«Лизис» принадлежит к числу тех немногих диалогов Платона, которые особенностью своей формы указывают на раннее свое происхождение. Эта форма состоит в том, что Сократ не самым делом вступает с кем-нибудь в разговор, а только пересказывает одному или нескольким лицам о происходившей прежде когда-то беседе его с известными лицами. Очень могло быть, что она казалась Платону легчайшим способом к живому изображению драмматических и мимических сторон предмета. Пользуясь ею, молодой философ с гибким умом и вместе с пылким поэтическим воображением мог вводимым в разговор собеседникам давать различные положения, оттенять их характеры самыми тонкими чертами и, как бы на сцене, помогать раскрытию дела метким изображением деятелей.

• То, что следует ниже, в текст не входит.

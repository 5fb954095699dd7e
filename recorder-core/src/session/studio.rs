use std::sync::Arc;

use chrono::Utc;

use crate::capture::recorder::{PendingRecording, Recorder};
use crate::devices::catalog::DeviceCatalog;
use crate::models::config::RecorderConfiguration;
use crate::models::constraints::{DisplayConstraints, StreamConstraints};
use crate::models::device::{DeviceKind, DeviceListing, DeviceSelection};
use crate::models::error::RecorderError;
use crate::models::media::{extension_for_mime, LiveStream};
use crate::models::recording::{recording_filename, RecordingId};
use crate::models::state::CaptureState;
use crate::session::stream::{SelectionOutcome, StreamSession};
use crate::storage::store::RecordingStore;
use crate::traits::delegate::StudioDelegate;
use crate::traits::media_devices::MediaDevices;

struct ActiveCapture {
    recorder: Recorder,
    pending: PendingRecording,
}

/// Recording workflow: device selection, preview stream, record, save.
///
/// Data flow:
/// ```text
/// [DeviceCatalog] → selection → [StreamSession] → [Recorder] → blob → [RecordingStore]
/// ```
/// Every step reports failures to the delegate and returns them; nothing
/// is retried.
pub struct Studio {
    platform: Arc<dyn MediaDevices>,
    catalog: DeviceCatalog,
    session: StreamSession,
    store: Arc<RecordingStore>,
    config: RecorderConfiguration,
    devices: DeviceListing,
    active: Option<ActiveCapture>,
    delegate: Option<Arc<dyn StudioDelegate>>,
}

impl Studio {
    pub fn new(
        platform: Arc<dyn MediaDevices>,
        store: Arc<RecordingStore>,
        config: RecorderConfiguration,
    ) -> Result<Self, RecorderError> {
        config.validate().map_err(RecorderError::InvalidConstraints)?;
        Ok(Self {
            catalog: DeviceCatalog::new(Arc::clone(&platform)),
            session: StreamSession::new(Arc::clone(&platform)),
            platform,
            store,
            config,
            devices: DeviceListing::default(),
            active: None,
            delegate: None,
        })
    }

    pub fn set_delegate(&mut self, delegate: Arc<dyn StudioDelegate>) {
        self.delegate = Some(delegate);
    }

    pub fn devices(&self) -> &DeviceListing {
        &self.devices
    }

    pub fn selection(&self) -> &DeviceSelection {
        self.session.selection()
    }

    pub fn stream(&self) -> Option<&LiveStream> {
        self.session.current()
    }

    pub fn has_stream(&self) -> bool {
        self.session.has_active_stream()
    }

    pub fn is_recording(&self) -> bool {
        self.capture_state().is_recording()
    }

    pub fn capture_state(&self) -> CaptureState {
        self.active
            .as_ref()
            .map(|a| a.recorder.state())
            .unwrap_or(CaptureState::Idle)
    }

    pub fn store(&self) -> &Arc<RecordingStore> {
        &self.store
    }

    /// Enumerate devices and select the first of each kind.
    pub fn load_devices(&mut self) -> Result<&DeviceListing, RecorderError> {
        let devices = self.report(self.catalog.list_devices())?;
        let selection = devices.default_selection();
        self.devices = devices;
        let applied = self.session.apply_selection(selection);
        self.report(applied)?;

        if let Some(ref delegate) = self.delegate {
            delegate.on_devices_loaded(&self.devices);
        }
        Ok(&self.devices)
    }

    /// Change one device. Input changes re-acquire an active stream, output
    /// changes only re-route playback.
    pub fn select_device(
        &mut self,
        kind: DeviceKind,
        device_id: &str,
    ) -> Result<SelectionOutcome, RecorderError> {
        let mut selection = self.session.selection().clone();
        selection.set(kind, Some(device_id.to_string()));

        let applied = self.session.apply_selection(selection);
        let outcome = self.report(applied)?;
        if outcome == SelectionOutcome::Reacquired {
            self.notify_stream_changed();
        }
        Ok(outcome)
    }

    /// Acquire (or restart) the preview stream for the current selection.
    pub fn start_stream(&mut self) -> Result<LiveStream, RecorderError> {
        let constraints = StreamConstraints::for_selection(self.session.selection());
        let acquired = self.session.acquire(&constraints);
        let stream = self.report(acquired)?;

        if let Some(output) = self.session.selection().audio_output.clone() {
            self.session.route_output(&output);
        }
        self.notify_stream_changed();
        Ok(stream)
    }

    /// Replace the preview stream with a screen capture.
    pub fn start_screen_share(
        &mut self,
        constraints: DisplayConstraints,
    ) -> Result<LiveStream, RecorderError> {
        let acquired = self.session.acquire_display(&constraints);
        let stream = self.report(acquired)?;
        self.notify_stream_changed();
        Ok(stream)
    }

    /// Release the preview stream. Safe without one.
    pub fn stop_stream(&mut self) {
        if self.session.current().is_some() {
            self.session.release();
            self.notify_stream_changed();
        }
    }

    /// Start recording the preview stream.
    ///
    /// A previous recording that already ended with its stream is saved
    /// first.
    pub fn start_recording(&mut self) -> Result<(), RecorderError> {
        if self.is_recording() {
            return self.report(Err(RecorderError::InvalidState("already recording".into())));
        }
        let Some(stream) = self.session.current().filter(|s| s.is_active()).cloned() else {
            return self.report(Err(RecorderError::InvalidState(
                "no active stream to record".into(),
            )));
        };

        if let Some(previous) = self.active.take() {
            log::info!("Saving recording that ended before a new one was started");
            self.finalize(previous)?;
        }

        let mut recorder = self.report(Recorder::create(
            self.platform.as_ref(),
            &stream,
            &self.config.preferred_mime_type,
            &self.config.fallback_mime_type,
        ))?;
        let pending = self.report(recorder.record())?;

        self.active = Some(ActiveCapture { recorder, pending });
        self.notify_capture_state(CaptureState::Recording);
        Ok(())
    }

    /// Stop recording, wait for the blob and save it.
    ///
    /// Also saves a recording that already ended because its stream was
    /// replaced or stopped. Returns the new record id, or `None` when an
    /// empty recording was discarded.
    pub fn stop_recording(&mut self) -> Result<Option<RecordingId>, RecorderError> {
        let Some(active) = self.active.take() else {
            return self.report(Err(RecorderError::InvalidState("not recording".into())));
        };
        self.finalize(active)
    }

    /// Stop any recording (finalizing it) and release the stream.
    pub fn shutdown(&mut self) {
        if self.active.is_some() {
            if let Err(e) = self.stop_recording() {
                log::warn!("Failed to finalize recording during shutdown: {}", e);
            }
        }
        self.stop_stream();
    }

    fn finalize(&self, mut active: ActiveCapture) -> Result<Option<RecordingId>, RecorderError> {
        self.report(active.recorder.stop())?;
        let blob = self.report(active.pending.wait())?;
        self.notify_capture_state(CaptureState::Stopped);

        if blob.is_empty() && !self.config.save_empty_recordings {
            log::warn!("Recording produced no data; discarding");
            return Ok(None);
        }

        let filename = recording_filename(
            &self.config.filename_prefix,
            Utc::now(),
            extension_for_mime(blob.mime_type()),
        );
        let id = self.report(self.store.put(&blob, &filename))?;

        if let Some(ref delegate) = self.delegate {
            match self.store.get(id) {
                Ok(Some(recording)) => delegate.on_recording_saved(&recording.metadata),
                Ok(None) => {}
                Err(e) => log::warn!("Saved recording {} but could not read it back: {}", id, e),
            }
        }
        Ok(Some(id))
    }

    fn report<T>(&self, result: Result<T, RecorderError>) -> Result<T, RecorderError> {
        if let Err(ref e) = result {
            if let Some(ref delegate) = self.delegate {
                delegate.on_error(e);
            }
        }
        result
    }

    fn notify_stream_changed(&self) {
        if let Some(ref delegate) = self.delegate {
            delegate.on_stream_changed(self.session.current());
        }
    }

    fn notify_capture_state(&self, state: CaptureState) {
        if let Some(ref delegate) = self.delegate {
            delegate.on_capture_state_changed(state);
        }
    }
}

impl Drop for Studio {
    fn drop(&mut self) {
        self.shutdown();
    }
}
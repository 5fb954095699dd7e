use recorder_core::AesGcmBlobEncryptor;

/// Hardcoded 32-byte demo key.
///
/// **NOT FOR PRODUCTION**: anyone with this binary can decrypt the store.
const DEMO_KEY_BYTES: [u8; 32] = [
    0x01, 0x02, 0x03, 0x04, 0x05, 0x06, 0x07, 0x08,
    0x09, 0x0A, 0x0B, 0x0C, 0x0D, 0x0E, 0x0F, 0x10,
    0x11, 0x12, 0x13, 0x14, 0x15, 0x16, 0x17, 0x18,
    0x19, 0x1A, 0x1B, 0x1C, 0x1D, 0x1E, 0x1F, 0x20,
];

/// AES-256-GCM blob encryptor keyed with the demo key.
pub fn demo_encryptor() -> AesGcmBlobEncryptor {
    AesGcmBlobEncryptor::new(DEMO_KEY_BYTES)
}
use serde::{Deserialize, Serialize};

/// Recorder state machine.
///
/// State transitions:
/// ```text
/// idle → recording → stopped
/// ```
/// `Stopped` is terminal: a new recorder is created for the next recording.
#[derive(Debug, Clone, Copy, PartialEq, Eq, Default, Serialize, Deserialize)]
#[serde(rename_all = "lowercase")]
pub enum CaptureState {
    #[default]
    Idle,
    Recording,
    Stopped,
}

impl CaptureState {
    pub fn is_idle(&self) -> bool {
        matches!(self, Self::Idle)
    }

    pub fn is_recording(&self) -> bool {
        matches!(self, Self::Recording)
    }

    pub fn is_terminal(&self) -> bool {
        matches!(self, Self::Stopped)
    }

    /// Whether `next` is a legal successor of this state.
    pub fn can_transition_to(&self, next: CaptureState) -> bool {
        matches!(
            (self, next),
            (Self::Idle, Self::Recording) | (Self::Recording, Self::Stopped)
        )
    }

    pub fn as_str(&self) -> &'static str {
        match self {
            Self::Idle => "idle",
            Self::Recording => "recording",
            Self::Stopped => "stopped",
        }
    }
}

#[cfg(test)]
mod tests {
    use super::*;

    #[test]
    fn legal_transitions() {
        assert!(CaptureState::Idle.can_transition_to(CaptureState::Recording));
        assert!(CaptureState::Recording.can_transition_to(CaptureState::Stopped));
    }

    #[test]
    fn stopped_is_terminal() {
        assert!(CaptureState::Stopped.is_terminal());
        assert!(!CaptureState::Stopped.can_transition_to(CaptureState::Recording));
        assert!(!CaptureState::Stopped.can_transition_to(CaptureState::Idle));
        assert!(!CaptureState::Idle.can_transition_to(CaptureState::Stopped));
    }

    #[test]
    fn serializes_lowercase() {
        let json = serde_json::to_string(&CaptureState::Recording).unwrap();
        assert_eq!(json, "\"recording\"");
    }
}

Членораздельность в разговоре «Лизис» гораздо богаче, чем в прочих ранних сочинениях Платона. Сценою его служит вновь построенная палестра. В общем введении (p. 203—206 C) Иппотал является предметом сатиры Ктизиппа, который слишком откровенно смеется над ним по поводу его стихотворений и непрестанных рассказов о любезном его Лизисе. Таких Иппоталовых отношений не одобряет и Сократ, говоря, что это может сделать любимца только надменным и высокомерным, и что этим обнаруживается лишь стремление к эгоистической цели — пользоваться его привязанностью.

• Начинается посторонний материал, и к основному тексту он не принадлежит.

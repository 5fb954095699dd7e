use std::path::PathBuf;

use super::media::GENERIC_CONTAINER_MIME;
use crate::traits::encryptor::BlobEncryptor;

/// Configuration for a `RecordingStore`.
#[derive(Clone)]
pub struct StoreConfiguration {
    /// Directory holding the named database (default: current directory).
    pub root_directory: PathBuf,

    /// Database name; becomes a directory under `root_directory`.
    pub database_name: String,

    /// Record collection name; becomes `<collection>.json` in the database.
    pub collection: String,

    /// Optional encryptor applied to blobs at rest.
    pub encryptor: Option<Box<dyn BlobEncryptor>>,
}

impl StoreConfiguration {
    pub fn in_directory(root_directory: impl Into<PathBuf>) -> Self {
        Self {
            root_directory: root_directory.into(),
            ..Default::default()
        }
    }

    pub fn with_encryptor(mut self, encryptor: Box<dyn BlobEncryptor>) -> Self {
        self.encryptor = Some(encryptor);
        self
    }

    pub fn database_path(&self) -> PathBuf {
        self.root_directory.join(&self.database_name)
    }

    pub fn validate(&self) -> Result<(), String> {
        validate_name("database name", &self.database_name)?;
        validate_name("collection name", &self.collection)?;
        Ok(())
    }
}

fn validate_name(what: &str, name: &str) -> Result<(), String> {
    if name.is_empty() {
        return Err(format!("{} must not be empty", what));
    }
    if name.contains(['/', '\\']) || name == "." || name == ".." {
        return Err(format!("{} is not a plain name: {}", what, name));
    }
    Ok(())
}

impl Default for StoreConfiguration {
    fn default() -> Self {
        Self {
            root_directory: PathBuf::from("."),
            database_name: "RecordingsDB".into(),
            collection: "recordings".into(),
            encryptor: None,
        }
    }
}

/// Configuration for recorders created by the studio workflow.
#[derive(Debug, Clone, PartialEq, Eq)]
pub struct RecorderConfiguration {
    /// Requested recorder type (default: `video/webm;codecs=vp9,opus`).
    pub preferred_mime_type: String,

    /// Used when the platform rejects the preferred type.
    pub fallback_mime_type: String,

    /// Prefix of generated filenames (default: `recording`).
    pub filename_prefix: String,

    /// Persist recordings that produced no data (default: false).
    pub save_empty_recordings: bool,
}

impl RecorderConfiguration {
    pub fn validate(&self) -> Result<(), String> {
        if self.preferred_mime_type.is_empty() {
            return Err("preferred mime type must not be empty".into());
        }
        if self.fallback_mime_type.is_empty() {
            return Err("fallback mime type must not be empty".into());
        }
        if self.filename_prefix.contains(['/', '\\']) {
            return Err(format!(
                "filename prefix contains a path separator: {}",
                self.filename_prefix
            ));
        }
        Ok(())
    }
}

impl Default for RecorderConfiguration {
    fn default() -> Self {
        Self {
            preferred_mime_type: "video/webm;codecs=vp9,opus".into(),
            fallback_mime_type: GENERIC_CONTAINER_MIME.into(),
            filename_prefix: "recording".into(),
            save_empty_recordings: false,
        }
    }
}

За общим вступительным разговором, который происходил вне палестры, у Платона следует другой — частный (p. 206 C — 207 D), ведущий собеседников в самую палестру, для беседы с Лизисом, которая должна представить Иппоталу образец того, как истинная любовь старается, наоборот, внедрить в любимца нравственно добрые качества, приводя его особенно к сознанию своей недостаточности и своего незнания, и чрез то, вместо надменности, поселить в нём скромность (p. 207 E — 210 E).

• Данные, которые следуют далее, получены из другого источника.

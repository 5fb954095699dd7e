pub mod aes;
pub mod blob_file;
pub mod export;
pub mod index;
pub mod store;
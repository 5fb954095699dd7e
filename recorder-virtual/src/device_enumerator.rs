//! Virtual device table.
//!
//! Holds the attached devices with their real labels and hands out
//! listings the way a platform does: labels are blanked until capture
//! permission has been granted.

use parking_lot::RwLock;

use recorder_core::models::device::{DeviceDescriptor, DeviceKind};

pub struct DeviceEnumerator {
    devices: RwLock<Vec<DeviceDescriptor>>,
}

impl DeviceEnumerator {
    pub fn new(devices: Vec<DeviceDescriptor>) -> Self {
        Self {
            devices: RwLock::new(devices),
        }
    }

    /// All devices in attach order. Labels are empty unless
    /// `labels_visible`.
    pub fn list(&self, labels_visible: bool) -> Vec<DeviceDescriptor> {
        self.devices
            .read()
            .iter()
            .map(|d| {
                if labels_visible {
                    d.clone()
                } else {
                    DeviceDescriptor::new(d.device_id.clone(), d.kind, "")
                }
            })
            .collect()
    }

    pub fn find(&self, kind: DeviceKind, device_id: &str) -> Option<DeviceDescriptor> {
        self.devices
            .read()
            .iter()
            .find(|d| d.kind == kind && d.matches(device_id))
            .cloned()
    }

    /// First attached device of `kind`, used when no id is requested.
    pub fn default_device(&self, kind: DeviceKind) -> Option<DeviceDescriptor> {
        self.devices.read().iter().find(|d| d.kind == kind).cloned()
    }

    /// Attach a device. Replaces any device with the same id and kind.
    pub fn attach(&self, device: DeviceDescriptor) {
        let mut devices = self.devices.write();
        devices.retain(|d| !(d.kind == device.kind && d.device_id == device.device_id));
        log::debug!("Attached {:?} {}", device.kind, device.device_id);
        devices.push(device);
    }

    /// Detach a device. Returns whether it was present.
    pub fn detach(&self, device_id: &str) -> bool {
        let mut devices = self.devices.write();
        let before = devices.len();
        devices.retain(|d| d.device_id != device_id);
        let removed = devices.len() != before;
        if removed {
            log::debug!("Detached device {}", device_id);
        }
        removed
    }

    pub fn len(&self) -> usize {
        self.devices.read().len()
    }

    pub fn is_empty(&self) -> bool {
        self.devices.read().is_empty()
    }
}

#[cfg(test)]
mod tests {
    use super::*;

    fn enumerator() -> DeviceEnumerator {
        DeviceEnumerator::new(vec![
            DeviceDescriptor::new("cam-1", DeviceKind::VideoInput, "Front Camera"),
            DeviceDescriptor::new("mic-1", DeviceKind::AudioInput, "Built-in Mic"),
            DeviceDescriptor::new("mic-2", DeviceKind::AudioInput, "USB Mic"),
        ])
    }

    #[test]
    fn labels_hidden_until_visible() {
        let e = enumerator();
        assert!(e.list(false).iter().all(|d| d.label.is_empty()));
        assert_eq!(e.list(true)[0].label, "Front Camera");
        assert_eq!(e.list(false)[2].device_id, "mic-2");
    }

    #[test]
    fn find_respects_kind() {
        let e = enumerator();
        assert!(e.find(DeviceKind::AudioInput, "mic-2").is_some());
        assert!(e.find(DeviceKind::VideoInput, "mic-2").is_none());
        assert_eq!(
            e.default_device(DeviceKind::AudioInput).map(|d| d.device_id),
            Some("mic-1".to_string())
        );
        assert!(e.default_device(DeviceKind::AudioOutput).is_none());
    }

    #[test]
    fn attach_and_detach() {
        let e = enumerator();
        e.attach(DeviceDescriptor::new("spk-1", DeviceKind::AudioOutput, "Speakers"));
        e.attach(DeviceDescriptor::new("spk-1", DeviceKind::AudioOutput, "Speakers (renamed)"));
        assert_eq!(e.len(), 4);
        assert!(e.detach("cam-1"));
        assert!(!e.detach("cam-1"));
        assert_eq!(e.len(), 3);
    }
}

Всё содержание этого разговора представляется в четырех отделах, в которых дети — Лизис и Менексен беседуют с Сократом попеременно. Везде, где дело касается диалектического развития каких-нибудь понятий, — вводится в разговор спорчивый, смелый и остроумный Менексен, о котором Сократ, конечно не без иронии, отзывается, как о таком молодом человеке, который уже ознакомлен с тонкостями диалектики. Αλλ᾽ ὅρα, говорит он, ὅπως ἐπικουρήσεις μοὶ, ἐὰν μὲ ἐλέγχειν ἐπιχειρῆ ὁ Μενέξενος· ἤ οὐκ οἶσθα, ὄτι ἐριστικός ἐστἰν; (p. 211 B). Или опять: δεινὸς γὰρ ὁ ἄνθρωπος, Κτησίππου μαθητής. Когда же, напротив, нужно найти либо элементарное основание рассматриваемого предмета, либо конкретное содержание его, — в разговоре участвует детски робкий, но глубоко восприимчивый и чувствительный Лизис; потому что основание истины, чаще всего недоступное для формальной деятельности рассудка, постигается только восторгаемым идеею сердцем, а конкретное содержание вещи не находит для себя иного органа, кроме чувства.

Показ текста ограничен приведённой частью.